CHRISTEL YARDLEY/FAIRFAX NZ.

Bariatric surgeon, Dr David Schroeder, was the first to pioneer gastric bypass surgery in New Zealand.

Dr David Schroeder thought he could cure diabetes with a scalpel.At his peak, Schroeder performed 13 surgeries a week – two gastric bypass surgeries on a Monday, four on a Tuesday and seven gastric bands on a Friday.

He was operating on patients who would die from diabetes. At about $27,000 per surgery, it was cost-effective for district health boards and patients were ditching their insulin before leaving the hospital.

“We became aware a very long time ago that you could apparently cure diabetes by doing a gastric bypass on people,” Schroeder said.”It was just an amazing thing to see them go home off their insulin. And we thought, this is fantastic.

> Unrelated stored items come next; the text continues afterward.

//! Flatten node: one source tuple fans out into many output tuples.
//!
//! Upstream calls only stage the source change; the mapping runs at flush.
//! On a source update the node diffs, per distinct value, the handles it
//! materialized before against the values the mapping produces now: with
//! `o` old and `n` new occurrences of a value it updates `min(o, n)` handles
//! in place, retracts the `o - n` left over or inserts the `n - o` missing.
//!
//! Old occurrences of a value are reused in the order they were recorded and
//! new occurrences are consumed in the order the mapping produced them.

use std::collections::HashMap;
use std::hash::Hash;
use std::marker::PhantomData;

use smallvec::SmallVec;

use crate::buffer::{Change, InputBuffer};
use crate::lifecycle::{Downstream, Propagated, TupleLifecycle};
use crate::output::OutputQueue;
use crate::tuple::{Fact, Facts, TupleId};

use super::{NetworkNode, Source, UniInput};

pub struct FlattenNode<F, V, I, O, M, C> {
    mapping: M,
    combine: C,
    input: InputBuffer<F>,
    // Per source tuple: the produced values and their output handles, in order.
    materialized: HashMap<TupleId, Vec<(V, TupleId)>>,
    output: OutputQueue<O>,
    downstream: Downstream<O>,
    _phantom: PhantomData<fn() -> I>,
}

impl<F, V, I, O, M, C> FlattenNode<F, V, I, O, M, C>
where
    F: Facts,
    V: Fact + Eq + Hash,
    I: IntoIterator<Item = V>,
    O: Facts,
    M: Fn(&F) -> I,
    C: Fn(&F, &V) -> O,
{
    pub fn new(mapping: M, combine: C) -> Self {
        Self {
            mapping,
            combine,
            input: InputBuffer::new("flatten"),
            materialized: HashMap::new(),
            output: OutputQueue::new("flatten"),
            downstream: Downstream::default(),
            _phantom: PhantomData,
        }
    }

    fn insert_source(&mut self, id: TupleId, facts: &F) {
        let mut produced = Vec::new();
        for value in (self.mapping)(facts) {
            let out = self.output.insert((self.combine)(facts, &value));
            produced.push((value, out));
        }
        self.materialized.insert(id, produced);
    }

    fn update_source(&mut self, id: TupleId, facts: &F) {
        let previous = self.materialized.remove(&id).unwrap_or_default();

        let mut reusable: HashMap<V, SmallVec<[TupleId; 2]>> = HashMap::new();
        for (value, out) in &previous {
            reusable.entry(value.clone()).or_default().push(*out);
        }
        let mut reused_at: HashMap<V, usize> = HashMap::new();

        let mut produced = Vec::new();
        for value in (self.mapping)(facts) {
            let next = reused_at.entry(value.clone()).or_insert(0);
            let handle = reusable
                .get(&value)
                .and_then(|handles| handles.get(*next))
                .copied();
            let tuple = (self.combine)(facts, &value);
            let out = match handle {
                Some(out) => {
                    *next += 1;
                    self.output.update(out, tuple);
                    out
                }
                None => self.output.insert(tuple),
            };
            produced.push((value, out));
        }

        for (value, out) in previous {
            let used = reused_at.get(&value).copied().unwrap_or(0);
            // Handles past the reused prefix of this value are leftovers.
            let position = reusable
                .get(&value)
                .and_then(|handles| handles.iter().position(|h| *h == out));
            if position.is_some_and(|pos| pos >= used) {
                self.output.retract(out);
            }
        }

        self.materialized.insert(id, produced);
    }

    fn retract_source(&mut self, id: TupleId) {
        if let Some(previous) = self.materialized.remove(&id) {
            for (_, out) in previous {
                self.output.retract(out);
            }
        }
    }

    /// Output handles currently materialized for a source tuple.
    pub fn materialized(&self, id: TupleId) -> Vec<(V, TupleId)> {
        self.materialized.get(&id).cloned().unwrap_or_default()
    }
}

impl<F, V, I, O, M, C> NetworkNode for FlattenNode<F, V, I, O, M, C>
where
    F: Facts,
    V: Fact + Eq + Hash,
    I: IntoIterator<Item = V>,
    O: Facts,
    M: Fn(&F) -> I,
    C: Fn(&F, &V) -> O,
{
    fn name(&self) -> &'static str {
        "flatten"
    }

    fn flush(&mut self) -> Propagated {
        for (id, change) in self.input.drain() {
            match change {
                Change::Insert(facts) => self.insert_source(id, &facts),
                Change::Update(facts) => self.update_source(id, &facts),
                Change::Retract => self.retract_source(id),
            }
        }
        self.output.propagate(&mut self.downstream)
    }

    fn is_settled(&self) -> bool {
        self.input.is_empty() && self.output.is_settled()
    }

    fn is_connected(&self) -> bool {
        self.downstream.is_connected()
    }
}

impl<F: Facts, V, I, O, M, C> UniInput for FlattenNode<F, V, I, O, M, C> {
    type Input = F;

    fn input(&mut self) -> &mut InputBuffer<F> {
        &mut self.input
    }
}

impl<F, V, I, O: Facts, M, C> Source<O> for FlattenNode<F, V, I, O, M, C> {
    fn connect(&mut self, downstream: Box<dyn TupleLifecycle<O>>) {
        self.downstream.connect(downstream);
    }
}
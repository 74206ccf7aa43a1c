use crate::{ParseError, PropertyMap, PropertyValue};
use regex::{Captures, Regex, RegexBuilder};
use serde::{Deserialize, Serialize};
use std::collections::HashSet;
use tracing::{debug, trace};

/// How a captured string becomes a property value.
#[derive(Debug, Clone, Copy, PartialEq, Eq, Serialize, Deserialize)]
#[serde(rename_all = "snake_case")]
pub enum Coercion {
    Int,
    /// Finite floats only.
    Float,
    /// Like `Float`, but also accepts `inf` in any case.
    FloatOrInf,
    Str,
}

impl Coercion {
    /// Returns `None` when `raw` is not a valid value of this type.
    pub fn apply(self, raw: &str) -> Option<PropertyValue> {
        match self {
            Coercion::Int => raw.trim().parse::<i64>().ok().map(PropertyValue::Int),
            Coercion::Float => raw
                .trim()
                .parse::<f64>()
                .ok()
                .filter(|v| v.is_finite())
                .map(PropertyValue::Float),
            Coercion::FloatOrInf => {
                let raw = raw.trim();
                if raw.eq_ignore_ascii_case("inf") {
                    Some(PropertyValue::Float(f64::INFINITY))
                } else {
                    Coercion::Float.apply(raw)
                }
            }
            Coercion::Str => Some(PropertyValue::Str(raw.to_string())),
        }
    }
}

/// What a global pattern does when its first match does not coerce.
#[derive(Debug, Clone, Copy, Default, PartialEq, Eq, Serialize, Deserialize)]
#[serde(rename_all = "kebab-case")]
pub enum CoercionPolicy {
    /// Give up on the key.
    #[default]
    FirstMatch,
    /// Keep looking at later matches and take the first one that coerces.
    FallThrough,
}

/// A global scalar pattern: the first match anywhere in the log wins.
#[derive(Debug, Clone)]
pub struct PatternRule {
    key: String,
    regex: Regex,
    coercion: Coercion,
}

impl PatternRule {
    /// Compiles `pattern` in multi-line mode, so `^`/`$` anchor at line
    /// boundaries while the search still covers the whole document.
    pub fn new(
        key: impl Into<String>,
        pattern: &str,
        coercion: Coercion,
    ) -> Result<Self, ParseError> {
        let key = key.into();
        let regex = RegexBuilder::new(pattern)
            .multi_line(true)
            .build()
            .map_err(|source| ParseError::InvalidRegex {
                key: key.clone(),
                source,
            })?;

        Ok(Self {
            key,
            regex,
            coercion,
        })
    }

    pub fn key(&self) -> &str {
        &self.key
    }

    pub fn pattern(&self) -> &str {
        self.regex.as_str()
    }

    pub fn coercion(&self) -> Coercion {
        self.coercion
    }

    /// Searches `text` for this rule's value.
    pub fn extract(&self, text: &str, policy: CoercionPolicy) -> Option<PropertyValue> {
        let mut matches = self.regex.captures_iter(text);

        match policy {
            CoercionPolicy::FirstMatch => {
                let caps = matches.next()?;
                self.coerce(&caps)
            }
            CoercionPolicy::FallThrough => matches.find_map(|caps| self.coerce(&caps)),
        }
    }

    fn coerce(&self, caps: &Captures<'_>) -> Option<PropertyValue> {
        // Group 1 when the pattern has one, otherwise the whole match.
        let raw = caps.get(1).or_else(|| caps.get(0))?.as_str();
        let value = self.coercion.apply(raw);

        if value.is_none() {
            trace!(key = %self.key, raw, "Coercion failed, treating as no match");
        }

        value
    }
}

/// Ordered list of global pattern rules.
#[derive(Debug, Clone, Default)]
pub struct PatternRegistry {
    rules: Vec<PatternRule>,
}

impl PatternRegistry {
    pub fn new() -> Self {
        Self::default()
    }

    pub fn push(&mut self, rule: PatternRule) {
        self.rules.push(rule);
    }

    pub fn rules(&self) -> &[PatternRule] {
        &self.rules
    }

    pub fn len(&self) -> usize {
        self.rules.len()
    }

    pub fn is_empty(&self) -> bool {
        self.rules.is_empty()
    }

    /// Applies every rule to `text`. When two rules share a key, the first
    /// one that produces a value in this pass keeps it.
    pub fn apply(&self, text: &str, policy: CoercionPolicy, props: &mut PropertyMap) {
        let mut written: HashSet<&str> = HashSet::new();

        for rule in &self.rules {
            if written.contains(rule.key()) {
                continue;
            }
            if let Some(value) = rule.extract(text, policy) {
                props.insert(rule.key(), value);
                written.insert(rule.key());
            }
        }

        debug!(
            rules = self.rules.len(),
            matched = written.len(),
            "Applied global patterns"
        );
    }
}

impl FromIterator<PatternRule> for PatternRegistry {
    fn from_iter<I: IntoIterator<Item = PatternRule>>(iter: I) -> Self {
        Self {
            rules: iter.into_iter().collect(),
        }
    }
}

“So I said to the diabetic department, ‘it’s probably more cost effective if you let me do a gastric bypass on your patient and then it’ll take away a lot of the medications and the follow ups’.”They looked at the literature and the literature looked great. So they then started sending me their worst patients, the patients that were going to die if they didn’t get their diabetes under control.”

But it only worked for a short time. After a year, Schroeder’s patients had regained the weight and were back on the insulin. He said he and his team failed to look at why their patients’ diabetes were out of control. It was more complicated than picking apart their diet.